— SUPPLIED DATA —

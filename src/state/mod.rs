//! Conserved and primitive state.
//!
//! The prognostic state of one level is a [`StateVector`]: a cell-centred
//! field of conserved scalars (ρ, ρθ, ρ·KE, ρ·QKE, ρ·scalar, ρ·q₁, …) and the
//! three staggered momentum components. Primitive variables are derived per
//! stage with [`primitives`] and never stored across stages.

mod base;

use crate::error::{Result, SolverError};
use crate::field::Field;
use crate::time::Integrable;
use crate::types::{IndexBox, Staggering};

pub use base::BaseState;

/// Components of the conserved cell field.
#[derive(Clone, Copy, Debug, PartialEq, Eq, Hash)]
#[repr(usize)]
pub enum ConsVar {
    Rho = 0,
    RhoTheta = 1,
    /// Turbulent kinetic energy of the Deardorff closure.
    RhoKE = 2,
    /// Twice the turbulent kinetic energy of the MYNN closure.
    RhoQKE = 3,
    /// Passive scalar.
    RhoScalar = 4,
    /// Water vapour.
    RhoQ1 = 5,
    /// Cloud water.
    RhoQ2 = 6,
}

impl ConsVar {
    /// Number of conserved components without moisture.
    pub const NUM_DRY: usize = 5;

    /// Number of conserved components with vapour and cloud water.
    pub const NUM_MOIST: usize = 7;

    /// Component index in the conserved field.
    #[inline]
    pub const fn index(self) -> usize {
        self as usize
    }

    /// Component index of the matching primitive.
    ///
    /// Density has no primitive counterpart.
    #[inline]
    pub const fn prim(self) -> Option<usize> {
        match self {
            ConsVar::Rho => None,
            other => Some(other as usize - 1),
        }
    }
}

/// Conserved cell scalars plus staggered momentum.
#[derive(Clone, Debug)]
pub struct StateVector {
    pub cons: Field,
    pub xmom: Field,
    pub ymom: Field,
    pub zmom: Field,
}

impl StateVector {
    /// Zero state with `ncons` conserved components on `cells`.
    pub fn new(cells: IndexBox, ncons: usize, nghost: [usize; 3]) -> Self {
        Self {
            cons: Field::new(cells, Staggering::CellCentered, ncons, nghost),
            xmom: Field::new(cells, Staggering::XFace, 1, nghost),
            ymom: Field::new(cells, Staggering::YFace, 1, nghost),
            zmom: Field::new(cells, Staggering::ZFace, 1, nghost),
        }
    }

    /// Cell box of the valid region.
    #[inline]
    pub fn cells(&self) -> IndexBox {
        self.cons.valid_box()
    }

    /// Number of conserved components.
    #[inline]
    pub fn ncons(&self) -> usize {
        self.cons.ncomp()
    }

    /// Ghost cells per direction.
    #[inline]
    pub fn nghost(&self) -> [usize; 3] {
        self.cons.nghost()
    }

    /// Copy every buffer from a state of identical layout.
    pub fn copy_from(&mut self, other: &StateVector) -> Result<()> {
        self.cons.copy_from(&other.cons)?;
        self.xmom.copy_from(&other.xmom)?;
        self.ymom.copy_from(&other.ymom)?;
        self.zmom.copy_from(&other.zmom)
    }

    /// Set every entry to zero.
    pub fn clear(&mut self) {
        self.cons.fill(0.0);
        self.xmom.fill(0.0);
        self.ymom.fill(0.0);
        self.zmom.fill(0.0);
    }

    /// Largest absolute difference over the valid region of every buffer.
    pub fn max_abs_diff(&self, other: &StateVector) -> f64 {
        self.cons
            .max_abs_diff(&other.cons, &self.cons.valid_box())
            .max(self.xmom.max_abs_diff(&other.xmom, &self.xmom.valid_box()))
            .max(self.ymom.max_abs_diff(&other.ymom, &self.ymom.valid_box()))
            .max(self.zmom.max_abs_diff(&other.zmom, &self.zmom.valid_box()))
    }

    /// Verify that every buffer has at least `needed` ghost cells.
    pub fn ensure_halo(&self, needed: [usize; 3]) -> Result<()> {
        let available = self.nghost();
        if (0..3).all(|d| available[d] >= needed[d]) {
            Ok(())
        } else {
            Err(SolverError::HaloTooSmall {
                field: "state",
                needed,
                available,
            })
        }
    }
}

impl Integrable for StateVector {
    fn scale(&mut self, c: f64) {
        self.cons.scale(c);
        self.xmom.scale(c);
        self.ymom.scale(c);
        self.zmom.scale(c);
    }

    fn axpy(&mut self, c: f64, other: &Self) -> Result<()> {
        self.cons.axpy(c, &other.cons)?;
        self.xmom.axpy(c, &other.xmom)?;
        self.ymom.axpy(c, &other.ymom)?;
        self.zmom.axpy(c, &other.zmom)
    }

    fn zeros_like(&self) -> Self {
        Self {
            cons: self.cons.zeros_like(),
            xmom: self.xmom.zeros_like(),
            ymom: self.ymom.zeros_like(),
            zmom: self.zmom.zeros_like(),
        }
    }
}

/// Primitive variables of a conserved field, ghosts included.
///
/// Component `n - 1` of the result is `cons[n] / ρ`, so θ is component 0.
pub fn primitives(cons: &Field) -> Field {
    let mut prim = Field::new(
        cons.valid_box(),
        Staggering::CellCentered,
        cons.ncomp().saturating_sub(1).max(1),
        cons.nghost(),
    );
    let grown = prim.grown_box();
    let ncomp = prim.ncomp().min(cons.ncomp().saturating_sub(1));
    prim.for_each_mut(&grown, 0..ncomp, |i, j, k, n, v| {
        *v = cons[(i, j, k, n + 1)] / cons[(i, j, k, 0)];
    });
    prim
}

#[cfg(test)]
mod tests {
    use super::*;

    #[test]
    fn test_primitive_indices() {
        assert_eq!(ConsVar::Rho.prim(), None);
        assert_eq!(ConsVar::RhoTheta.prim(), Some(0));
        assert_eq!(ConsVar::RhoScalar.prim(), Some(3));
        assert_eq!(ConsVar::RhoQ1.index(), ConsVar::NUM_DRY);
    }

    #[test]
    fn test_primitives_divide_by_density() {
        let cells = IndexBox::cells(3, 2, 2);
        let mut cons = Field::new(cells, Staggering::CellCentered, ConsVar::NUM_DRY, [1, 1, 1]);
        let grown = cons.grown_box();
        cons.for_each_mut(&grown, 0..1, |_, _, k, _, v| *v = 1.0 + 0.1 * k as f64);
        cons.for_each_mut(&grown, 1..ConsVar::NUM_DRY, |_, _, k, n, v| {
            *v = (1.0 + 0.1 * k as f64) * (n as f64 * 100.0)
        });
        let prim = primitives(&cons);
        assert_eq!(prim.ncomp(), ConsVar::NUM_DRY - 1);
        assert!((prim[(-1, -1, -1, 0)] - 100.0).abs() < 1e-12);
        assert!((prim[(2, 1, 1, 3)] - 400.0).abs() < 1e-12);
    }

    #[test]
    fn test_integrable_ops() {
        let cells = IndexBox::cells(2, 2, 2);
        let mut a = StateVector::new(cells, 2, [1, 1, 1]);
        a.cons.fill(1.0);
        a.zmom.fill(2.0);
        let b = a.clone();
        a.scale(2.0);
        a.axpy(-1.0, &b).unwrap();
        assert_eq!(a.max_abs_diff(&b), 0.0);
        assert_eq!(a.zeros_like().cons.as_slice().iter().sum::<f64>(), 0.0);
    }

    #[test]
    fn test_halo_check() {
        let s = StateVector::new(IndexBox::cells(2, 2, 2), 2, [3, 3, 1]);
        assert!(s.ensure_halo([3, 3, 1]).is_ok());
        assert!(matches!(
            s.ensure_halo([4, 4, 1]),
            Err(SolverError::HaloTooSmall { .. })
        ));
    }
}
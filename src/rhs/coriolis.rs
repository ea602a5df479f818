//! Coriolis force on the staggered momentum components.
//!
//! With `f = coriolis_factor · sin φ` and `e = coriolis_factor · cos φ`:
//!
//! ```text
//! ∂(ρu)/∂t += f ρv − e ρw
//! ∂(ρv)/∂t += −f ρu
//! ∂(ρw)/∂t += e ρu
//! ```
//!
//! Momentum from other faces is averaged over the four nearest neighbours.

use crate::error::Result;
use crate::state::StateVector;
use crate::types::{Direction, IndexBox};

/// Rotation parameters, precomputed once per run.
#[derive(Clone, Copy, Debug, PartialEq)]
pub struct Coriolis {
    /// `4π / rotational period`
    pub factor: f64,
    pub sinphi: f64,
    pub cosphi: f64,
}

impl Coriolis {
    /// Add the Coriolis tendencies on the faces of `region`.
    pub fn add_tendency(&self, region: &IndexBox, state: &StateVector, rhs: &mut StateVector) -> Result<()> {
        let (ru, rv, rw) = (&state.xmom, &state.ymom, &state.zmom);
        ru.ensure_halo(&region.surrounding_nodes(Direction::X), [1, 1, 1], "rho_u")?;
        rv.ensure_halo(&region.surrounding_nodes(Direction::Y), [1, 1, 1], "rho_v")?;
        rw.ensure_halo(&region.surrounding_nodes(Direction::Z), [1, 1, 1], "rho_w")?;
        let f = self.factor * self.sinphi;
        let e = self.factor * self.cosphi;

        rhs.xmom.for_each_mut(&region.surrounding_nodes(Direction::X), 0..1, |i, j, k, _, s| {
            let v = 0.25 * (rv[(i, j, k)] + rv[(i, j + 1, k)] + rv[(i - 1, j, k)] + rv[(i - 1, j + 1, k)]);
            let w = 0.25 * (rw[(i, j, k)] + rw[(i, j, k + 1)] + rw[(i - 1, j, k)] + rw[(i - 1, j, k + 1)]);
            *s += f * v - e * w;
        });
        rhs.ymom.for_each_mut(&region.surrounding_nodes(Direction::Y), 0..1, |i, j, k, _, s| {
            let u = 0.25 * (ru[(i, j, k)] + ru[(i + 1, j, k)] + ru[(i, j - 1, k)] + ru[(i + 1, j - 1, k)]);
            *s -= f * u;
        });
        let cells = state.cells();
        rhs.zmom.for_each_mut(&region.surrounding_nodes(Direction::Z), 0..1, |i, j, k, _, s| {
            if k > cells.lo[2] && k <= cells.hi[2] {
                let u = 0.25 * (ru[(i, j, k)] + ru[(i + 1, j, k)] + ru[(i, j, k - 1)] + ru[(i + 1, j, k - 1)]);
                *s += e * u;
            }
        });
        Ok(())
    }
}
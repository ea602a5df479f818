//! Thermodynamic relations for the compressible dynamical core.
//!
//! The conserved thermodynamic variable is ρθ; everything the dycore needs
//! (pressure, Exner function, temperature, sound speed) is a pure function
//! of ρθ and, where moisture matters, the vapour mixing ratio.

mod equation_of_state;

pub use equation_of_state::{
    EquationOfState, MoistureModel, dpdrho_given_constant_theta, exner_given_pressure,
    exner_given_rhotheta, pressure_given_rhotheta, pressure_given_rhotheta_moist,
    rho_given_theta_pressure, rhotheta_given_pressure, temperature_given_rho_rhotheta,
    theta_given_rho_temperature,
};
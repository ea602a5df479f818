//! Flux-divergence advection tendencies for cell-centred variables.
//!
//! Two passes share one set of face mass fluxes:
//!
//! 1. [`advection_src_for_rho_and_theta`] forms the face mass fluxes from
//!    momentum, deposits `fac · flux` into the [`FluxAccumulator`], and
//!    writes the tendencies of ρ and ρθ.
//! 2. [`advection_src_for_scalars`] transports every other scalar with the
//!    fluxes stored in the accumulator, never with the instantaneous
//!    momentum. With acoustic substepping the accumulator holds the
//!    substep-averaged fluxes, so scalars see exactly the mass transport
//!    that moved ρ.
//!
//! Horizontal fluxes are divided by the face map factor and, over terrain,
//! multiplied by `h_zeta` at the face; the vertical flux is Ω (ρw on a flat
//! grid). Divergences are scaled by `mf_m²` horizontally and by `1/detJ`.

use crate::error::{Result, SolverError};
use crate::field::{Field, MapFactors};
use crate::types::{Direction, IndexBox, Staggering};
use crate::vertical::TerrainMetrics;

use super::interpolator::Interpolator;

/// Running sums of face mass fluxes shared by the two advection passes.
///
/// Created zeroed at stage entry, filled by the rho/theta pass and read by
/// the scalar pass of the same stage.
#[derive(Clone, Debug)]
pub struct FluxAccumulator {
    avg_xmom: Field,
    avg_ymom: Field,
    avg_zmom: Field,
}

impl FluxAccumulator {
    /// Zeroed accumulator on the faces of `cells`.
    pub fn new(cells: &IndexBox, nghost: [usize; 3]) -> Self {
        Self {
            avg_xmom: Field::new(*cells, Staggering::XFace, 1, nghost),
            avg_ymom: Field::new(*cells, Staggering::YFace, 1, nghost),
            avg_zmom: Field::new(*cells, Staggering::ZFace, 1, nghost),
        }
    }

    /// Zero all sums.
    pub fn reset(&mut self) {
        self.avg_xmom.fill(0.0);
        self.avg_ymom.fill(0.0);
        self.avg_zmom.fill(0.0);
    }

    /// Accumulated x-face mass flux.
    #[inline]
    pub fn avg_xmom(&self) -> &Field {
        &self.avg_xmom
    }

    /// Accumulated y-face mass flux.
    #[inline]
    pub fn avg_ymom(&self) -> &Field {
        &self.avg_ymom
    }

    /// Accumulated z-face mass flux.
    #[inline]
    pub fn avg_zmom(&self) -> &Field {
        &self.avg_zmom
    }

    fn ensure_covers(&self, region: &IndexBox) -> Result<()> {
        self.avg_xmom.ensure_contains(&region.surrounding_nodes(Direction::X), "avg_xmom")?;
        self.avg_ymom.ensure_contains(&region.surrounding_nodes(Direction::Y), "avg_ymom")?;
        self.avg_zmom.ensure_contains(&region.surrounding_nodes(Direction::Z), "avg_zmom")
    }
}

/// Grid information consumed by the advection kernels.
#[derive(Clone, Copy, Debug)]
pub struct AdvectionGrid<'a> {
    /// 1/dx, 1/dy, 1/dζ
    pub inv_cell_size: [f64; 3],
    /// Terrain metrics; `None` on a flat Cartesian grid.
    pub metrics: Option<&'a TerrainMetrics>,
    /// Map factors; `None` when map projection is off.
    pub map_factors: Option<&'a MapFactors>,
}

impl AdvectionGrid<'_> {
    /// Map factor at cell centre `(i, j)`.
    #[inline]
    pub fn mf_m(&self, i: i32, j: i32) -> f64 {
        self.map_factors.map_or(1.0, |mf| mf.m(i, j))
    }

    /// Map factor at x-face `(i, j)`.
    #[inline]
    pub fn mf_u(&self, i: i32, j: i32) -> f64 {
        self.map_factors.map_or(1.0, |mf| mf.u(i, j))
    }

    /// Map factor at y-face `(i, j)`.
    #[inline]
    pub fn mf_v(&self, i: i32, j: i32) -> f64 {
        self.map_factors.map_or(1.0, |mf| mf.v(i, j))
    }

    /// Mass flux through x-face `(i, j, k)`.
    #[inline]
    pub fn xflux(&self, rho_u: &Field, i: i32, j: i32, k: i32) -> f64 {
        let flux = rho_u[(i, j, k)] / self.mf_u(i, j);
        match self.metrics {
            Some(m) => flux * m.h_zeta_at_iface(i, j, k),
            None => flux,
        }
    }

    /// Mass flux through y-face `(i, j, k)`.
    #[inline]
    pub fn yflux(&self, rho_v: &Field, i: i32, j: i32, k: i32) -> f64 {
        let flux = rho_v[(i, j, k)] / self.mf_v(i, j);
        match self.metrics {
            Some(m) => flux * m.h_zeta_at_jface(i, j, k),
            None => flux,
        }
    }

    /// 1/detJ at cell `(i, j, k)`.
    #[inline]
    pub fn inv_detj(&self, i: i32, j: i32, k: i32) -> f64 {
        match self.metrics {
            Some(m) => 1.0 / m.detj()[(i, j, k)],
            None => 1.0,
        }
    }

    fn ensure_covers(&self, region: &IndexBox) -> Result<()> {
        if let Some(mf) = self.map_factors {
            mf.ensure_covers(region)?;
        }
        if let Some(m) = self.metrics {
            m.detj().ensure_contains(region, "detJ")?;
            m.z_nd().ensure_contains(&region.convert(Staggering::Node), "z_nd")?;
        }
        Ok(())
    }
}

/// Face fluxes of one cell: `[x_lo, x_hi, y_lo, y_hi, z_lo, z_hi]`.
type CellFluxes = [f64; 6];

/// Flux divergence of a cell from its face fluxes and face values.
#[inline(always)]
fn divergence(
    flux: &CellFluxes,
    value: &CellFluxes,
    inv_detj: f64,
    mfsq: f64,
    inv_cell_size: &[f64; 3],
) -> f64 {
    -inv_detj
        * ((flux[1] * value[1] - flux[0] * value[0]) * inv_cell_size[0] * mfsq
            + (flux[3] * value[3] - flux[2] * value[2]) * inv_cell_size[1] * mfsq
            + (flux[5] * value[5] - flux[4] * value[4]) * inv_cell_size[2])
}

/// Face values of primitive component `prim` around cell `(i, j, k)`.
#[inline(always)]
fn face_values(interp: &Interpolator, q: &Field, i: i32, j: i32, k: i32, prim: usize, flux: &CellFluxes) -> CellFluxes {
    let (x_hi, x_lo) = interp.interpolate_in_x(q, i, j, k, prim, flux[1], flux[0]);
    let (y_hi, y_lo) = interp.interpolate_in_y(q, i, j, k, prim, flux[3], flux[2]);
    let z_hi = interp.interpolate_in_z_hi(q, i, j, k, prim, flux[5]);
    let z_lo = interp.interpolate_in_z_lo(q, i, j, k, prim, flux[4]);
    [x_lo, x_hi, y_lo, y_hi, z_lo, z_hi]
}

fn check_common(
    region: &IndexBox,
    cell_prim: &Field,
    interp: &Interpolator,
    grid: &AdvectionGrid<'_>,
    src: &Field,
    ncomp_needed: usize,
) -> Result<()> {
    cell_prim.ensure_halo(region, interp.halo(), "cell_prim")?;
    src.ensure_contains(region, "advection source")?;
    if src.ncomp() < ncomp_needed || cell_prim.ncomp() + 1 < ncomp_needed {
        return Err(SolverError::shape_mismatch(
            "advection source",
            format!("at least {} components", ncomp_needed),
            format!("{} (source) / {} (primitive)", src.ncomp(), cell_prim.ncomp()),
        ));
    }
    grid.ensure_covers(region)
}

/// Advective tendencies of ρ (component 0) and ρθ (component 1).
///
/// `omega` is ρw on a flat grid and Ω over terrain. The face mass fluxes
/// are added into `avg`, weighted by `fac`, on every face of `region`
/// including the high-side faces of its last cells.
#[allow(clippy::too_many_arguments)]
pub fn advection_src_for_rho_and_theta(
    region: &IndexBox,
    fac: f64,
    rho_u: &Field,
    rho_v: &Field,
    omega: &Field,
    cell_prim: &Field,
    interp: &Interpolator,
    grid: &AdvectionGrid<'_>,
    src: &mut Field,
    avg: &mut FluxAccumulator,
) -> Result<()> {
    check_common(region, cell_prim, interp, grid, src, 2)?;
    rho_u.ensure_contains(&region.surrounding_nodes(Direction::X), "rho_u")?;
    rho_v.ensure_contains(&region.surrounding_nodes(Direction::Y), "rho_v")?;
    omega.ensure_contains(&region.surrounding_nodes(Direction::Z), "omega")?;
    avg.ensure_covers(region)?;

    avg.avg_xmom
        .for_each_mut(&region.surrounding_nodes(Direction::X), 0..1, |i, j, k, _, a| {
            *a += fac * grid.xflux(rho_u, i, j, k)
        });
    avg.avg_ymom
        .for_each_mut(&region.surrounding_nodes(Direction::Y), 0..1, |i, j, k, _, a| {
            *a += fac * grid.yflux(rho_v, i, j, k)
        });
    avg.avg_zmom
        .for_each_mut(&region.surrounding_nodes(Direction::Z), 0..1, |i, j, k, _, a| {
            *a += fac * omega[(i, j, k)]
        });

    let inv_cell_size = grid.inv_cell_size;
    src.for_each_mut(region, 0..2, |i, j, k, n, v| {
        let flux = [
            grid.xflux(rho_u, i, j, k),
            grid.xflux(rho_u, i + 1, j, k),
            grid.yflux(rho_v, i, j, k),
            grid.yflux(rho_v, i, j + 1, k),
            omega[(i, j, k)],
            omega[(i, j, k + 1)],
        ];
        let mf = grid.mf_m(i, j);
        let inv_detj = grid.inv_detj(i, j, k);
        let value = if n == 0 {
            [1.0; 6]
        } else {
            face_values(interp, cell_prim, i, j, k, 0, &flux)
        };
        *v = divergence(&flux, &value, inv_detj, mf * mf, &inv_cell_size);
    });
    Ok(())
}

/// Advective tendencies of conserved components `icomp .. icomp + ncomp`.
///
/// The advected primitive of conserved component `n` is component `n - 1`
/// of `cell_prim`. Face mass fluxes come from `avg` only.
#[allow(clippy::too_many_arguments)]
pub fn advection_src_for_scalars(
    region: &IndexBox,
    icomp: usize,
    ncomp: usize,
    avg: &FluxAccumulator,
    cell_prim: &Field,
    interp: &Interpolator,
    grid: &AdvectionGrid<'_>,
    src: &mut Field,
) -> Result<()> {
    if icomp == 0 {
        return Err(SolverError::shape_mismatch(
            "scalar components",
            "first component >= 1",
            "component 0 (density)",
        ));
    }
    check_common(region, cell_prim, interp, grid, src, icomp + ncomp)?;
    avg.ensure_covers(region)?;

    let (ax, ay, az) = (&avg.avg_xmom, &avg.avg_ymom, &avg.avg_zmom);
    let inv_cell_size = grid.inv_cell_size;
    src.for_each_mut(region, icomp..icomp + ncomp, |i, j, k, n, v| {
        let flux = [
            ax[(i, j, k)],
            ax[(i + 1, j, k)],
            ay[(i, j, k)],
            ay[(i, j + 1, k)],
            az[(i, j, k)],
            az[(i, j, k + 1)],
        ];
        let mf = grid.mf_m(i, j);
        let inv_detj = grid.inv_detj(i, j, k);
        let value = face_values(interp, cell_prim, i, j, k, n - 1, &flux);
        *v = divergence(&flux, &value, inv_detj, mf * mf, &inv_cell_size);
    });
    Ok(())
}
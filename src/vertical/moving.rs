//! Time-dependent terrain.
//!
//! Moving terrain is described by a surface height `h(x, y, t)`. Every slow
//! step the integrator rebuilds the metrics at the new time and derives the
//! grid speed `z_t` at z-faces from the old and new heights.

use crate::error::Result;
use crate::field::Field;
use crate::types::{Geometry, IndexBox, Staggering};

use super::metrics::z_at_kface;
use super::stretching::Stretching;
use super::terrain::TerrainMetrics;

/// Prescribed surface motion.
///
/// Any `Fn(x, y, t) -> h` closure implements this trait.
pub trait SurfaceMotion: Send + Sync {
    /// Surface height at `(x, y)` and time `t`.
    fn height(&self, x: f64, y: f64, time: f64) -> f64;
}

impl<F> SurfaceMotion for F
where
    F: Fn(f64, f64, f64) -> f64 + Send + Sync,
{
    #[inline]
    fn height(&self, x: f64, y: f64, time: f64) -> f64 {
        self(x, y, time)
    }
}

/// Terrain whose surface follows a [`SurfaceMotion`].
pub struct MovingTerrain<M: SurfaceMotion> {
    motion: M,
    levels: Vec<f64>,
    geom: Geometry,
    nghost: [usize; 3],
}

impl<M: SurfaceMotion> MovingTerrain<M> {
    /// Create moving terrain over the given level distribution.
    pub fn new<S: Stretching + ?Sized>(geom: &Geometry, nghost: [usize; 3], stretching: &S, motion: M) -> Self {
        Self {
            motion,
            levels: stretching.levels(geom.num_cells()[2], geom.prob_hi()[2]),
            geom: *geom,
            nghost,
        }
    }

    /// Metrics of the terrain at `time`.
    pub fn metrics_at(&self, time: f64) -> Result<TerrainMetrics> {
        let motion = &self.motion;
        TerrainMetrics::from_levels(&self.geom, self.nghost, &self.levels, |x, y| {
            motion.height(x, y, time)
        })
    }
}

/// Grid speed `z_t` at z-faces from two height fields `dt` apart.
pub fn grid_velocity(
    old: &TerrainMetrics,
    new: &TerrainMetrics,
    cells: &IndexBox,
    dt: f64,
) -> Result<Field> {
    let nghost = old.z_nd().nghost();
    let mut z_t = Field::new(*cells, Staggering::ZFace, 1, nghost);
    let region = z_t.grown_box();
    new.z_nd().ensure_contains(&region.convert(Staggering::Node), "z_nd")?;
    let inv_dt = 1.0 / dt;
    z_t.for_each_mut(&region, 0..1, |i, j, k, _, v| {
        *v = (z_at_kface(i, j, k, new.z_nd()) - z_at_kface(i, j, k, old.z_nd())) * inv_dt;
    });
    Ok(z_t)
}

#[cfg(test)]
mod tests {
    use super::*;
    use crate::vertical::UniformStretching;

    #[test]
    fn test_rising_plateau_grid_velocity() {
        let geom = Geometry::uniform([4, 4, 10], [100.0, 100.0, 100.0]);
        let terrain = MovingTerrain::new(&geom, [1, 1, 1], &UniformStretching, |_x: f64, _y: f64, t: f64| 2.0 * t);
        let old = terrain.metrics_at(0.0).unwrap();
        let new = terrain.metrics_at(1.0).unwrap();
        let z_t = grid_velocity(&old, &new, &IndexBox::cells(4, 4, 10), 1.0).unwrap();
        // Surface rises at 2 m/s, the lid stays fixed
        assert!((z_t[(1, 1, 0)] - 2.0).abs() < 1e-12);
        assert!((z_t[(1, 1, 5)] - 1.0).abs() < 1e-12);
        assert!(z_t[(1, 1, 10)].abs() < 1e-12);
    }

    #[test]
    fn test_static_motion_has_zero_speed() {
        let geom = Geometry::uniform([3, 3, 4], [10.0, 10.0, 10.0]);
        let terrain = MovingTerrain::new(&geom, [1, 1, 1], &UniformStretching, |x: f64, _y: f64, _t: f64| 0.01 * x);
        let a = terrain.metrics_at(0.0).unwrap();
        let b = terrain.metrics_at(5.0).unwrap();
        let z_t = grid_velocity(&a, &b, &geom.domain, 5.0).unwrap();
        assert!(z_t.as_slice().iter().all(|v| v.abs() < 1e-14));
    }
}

— WHAT TO DO —
Work out how many lines in the records above contain the word "kinetic", and give only that number.

— OUTPUT OF THE EXERCISE —
2